Given this information, it’s very possible that the Kaifeng Ancestors came during the Yuan. The Semu were given preferential treatment by the Mongol rulers and shared in the culpability of marginalizing the Chinese people. Zhu Jiang points out that broken Arab and Persian tombstones discovered in the foundations of an early Ming-era wall in Yangzhou show that there was anti-foreign sentiment after the fall of the Yuan.[9] The hatred for foreigners at this time was so extensive that the first Ming emperor issued a 1368 decree against the “killing, pillaging, destruction of buildings, or desecration of graves, of the vanquished.”[10] Therefore, the reason that the 1489 stone sites the Song Dynasty could be because the Jews wanted to predate their entry in order to deflect the anger of their Chinese neighbors. This might explain why the proceeding 1512 and 1663 stones date their entry further back in time to the Han and Zhou Dynasties, respectively. In essence, the predating was a protective maneuver; it was their way of claiming that they were just as Chinese (read: loyal to the Chinese empire) as their neighbors.

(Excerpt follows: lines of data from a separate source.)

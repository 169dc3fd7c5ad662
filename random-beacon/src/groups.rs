//! Registry of groups produced by DKG.

use {
    crate::{
        crypto::hashv,
        error::{BeaconError, Result},
        types::{members_hash, Group, GroupId, OperatorId},
    },
    log::*,
    solana_hash::Hash,
    std::collections::HashMap,
};

#[derive(Debug, Clone, Default)]
pub struct Groups {
    groups: Vec<Group>,
    by_pub_key: HashMap<Vec<u8>, GroupId>,
}

impl Groups {
    pub fn new() -> Self {
        Self::default()
    }

    /// Register a new group and return its ID.
    pub fn add_group(
        &mut self,
        group_pub_key: Vec<u8>,
        members_hash: Hash,
        registration_block: u64,
    ) -> Result<GroupId> {
        if self.by_pub_key.contains_key(&group_pub_key) {
            return Err(BeaconError::DuplicateGroupPublicKey);
        }
        let group_id =
            GroupId::try_from(self.groups.len()).map_err(|_| BeaconError::GroupRegistryFull)?;
        self.by_pub_key.insert(group_pub_key.clone(), group_id);
        self.groups.push(Group {
            group_id,
            group_pub_key,
            members_hash,
            registration_block,
            terminated: false,
        });
        info!("registered group {group_id} at block {registration_block}");
        Ok(group_id)
    }

    pub fn get(&self, group_id: GroupId) -> Option<&Group> {
        usize::try_from(group_id)
            .ok()
            .and_then(|index| self.groups.get(index))
    }

    pub fn get_by_pub_key(&self, group_pub_key: &[u8]) -> Option<&Group> {
        self.by_pub_key
            .get(group_pub_key)
            .and_then(|&group_id| self.get(group_id))
    }

    pub fn len(&self) -> usize {
        self.groups.len()
    }

    pub fn is_empty(&self) -> bool {
        self.groups.is_empty()
    }

    /// Mark a group terminated. Terminating twice fails.
    pub fn terminate(&mut self, group_id: GroupId) -> Result<()> {
        let group = usize::try_from(group_id)
            .ok()
            .and_then(|index| self.groups.get_mut(index))
            .ok_or(BeaconError::UnknownGroup(group_id))?;
        if group.terminated {
            return Err(BeaconError::GroupTerminated(group_id));
        }
        group.terminated = true;
        warn!("group {group_id} terminated");
        Ok(())
    }

    /// IDs of groups that may serve new relay requests at `now`.
    pub fn active_group_ids(&self, now: u64, lifetime: u64) -> Vec<GroupId> {
        self.groups
            .iter()
            .filter(|group| group.is_active(now, lifetime))
            .map(|group| group.group_id)
            .collect()
    }

    pub fn number_of_active_groups(&self, now: u64, lifetime: u64) -> usize {
        self.groups
            .iter()
            .filter(|group| group.is_active(now, lifetime))
            .count()
    }

    /// Pick the group for the next relay request: `H(previous_entry)` modulo
    /// the number of active groups, over active groups in registration order.
    pub fn select_group(&self, previous_entry: &[u8], now: u64, lifetime: u64) -> Result<GroupId> {
        let active = self.active_group_ids(now, lifetime);
        if active.is_empty() {
            return Err(BeaconError::NoActiveGroups);
        }
        let digest = hashv(&[previous_entry]);
        let mut bytes = [0u8; 8];
        bytes.copy_from_slice(&digest.as_ref()[..8]);
        let count = u64::try_from(active.len()).map_err(|_| BeaconError::NoActiveGroups)?;
        u64::from_be_bytes(bytes)
            .checked_rem(count)
            .and_then(|index| usize::try_from(index).ok())
            .and_then(|index| active.get(index).copied())
            .ok_or(BeaconError::NoActiveGroups)
    }

    /// Check `members` against the group's commitment.
    pub fn validate_members(&self, group_id: GroupId, members: &[OperatorId]) -> Result<&Group> {
        let group = self.get(group_id).ok_or(BeaconError::UnknownGroup(group_id))?;
        if members_hash(members) != group.members_hash {
            return Err(BeaconError::InvalidGroupMembers);
        }
        Ok(group)
    }
}
use crate::db::stripe_event_log_repository::StripeEventLogRepository;
use async_trait::async_trait;
use std::collections::HashMap;
use std::sync::{Arc, Mutex};

#[derive(Clone, Default)]
pub struct MockStripeEventLogRepository {
    events: Arc<Mutex<HashMap<String, String>>>,
    pub checks: Arc<Mutex<usize>>,
    pub inserts: Arc<Mutex<usize>>,
    pub fail_checks: bool,
}

impl MockStripeEventLogRepository {
    pub fn outcome_for(&self, event_id: &str) -> Option<String> {
        self.events.lock().unwrap().get(event_id).cloned()
    }
}

#[async_trait]
impl StripeEventLogRepository for MockStripeEventLogRepository {
    async fn has_processed_event(&self, event_id: &str) -> Result<bool, sqlx::Error> {
        *self.checks.lock().unwrap() += 1;
        if self.fail_checks {
            return Err(sqlx::Error::Protocol("Mock event log failure".into()));
        }
        Ok(self.events.lock().unwrap().contains_key(event_id))
    }

    async fn record_event(
        &self,
        event_id: &str,
        _event_type: &str,
        outcome: &str,
    ) -> Result<(), sqlx::Error> {
        *self.inserts.lock().unwrap() += 1;
        self.events
            .lock()
            .unwrap()
            .entry(event_id.to_string())
            .or_insert_with(|| outcome.to_string());
        Ok(())
    }
}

This might also explain certain discrepancies in the aforementioned stones. For instance, the 1489 inscription casts the Jews as being fully Sinicized with Chinese surnames upon their arrival during the Song. Past researchers have noted that the Jews most likely took surnames sometime during the Yuan-Ming period.[11] This could be an example of "telescopic history," in which the Kaifeng Jews mixed events from their past (taking surnames during the Yuan) and present (engraving the stone during the Ming) to create a sort of folk history (having Chinese surnames in the Song). Also, the same stone refers to Kaifeng as Bianliang (汴梁), which was the name of the city during the Yuan, not the Song.[12]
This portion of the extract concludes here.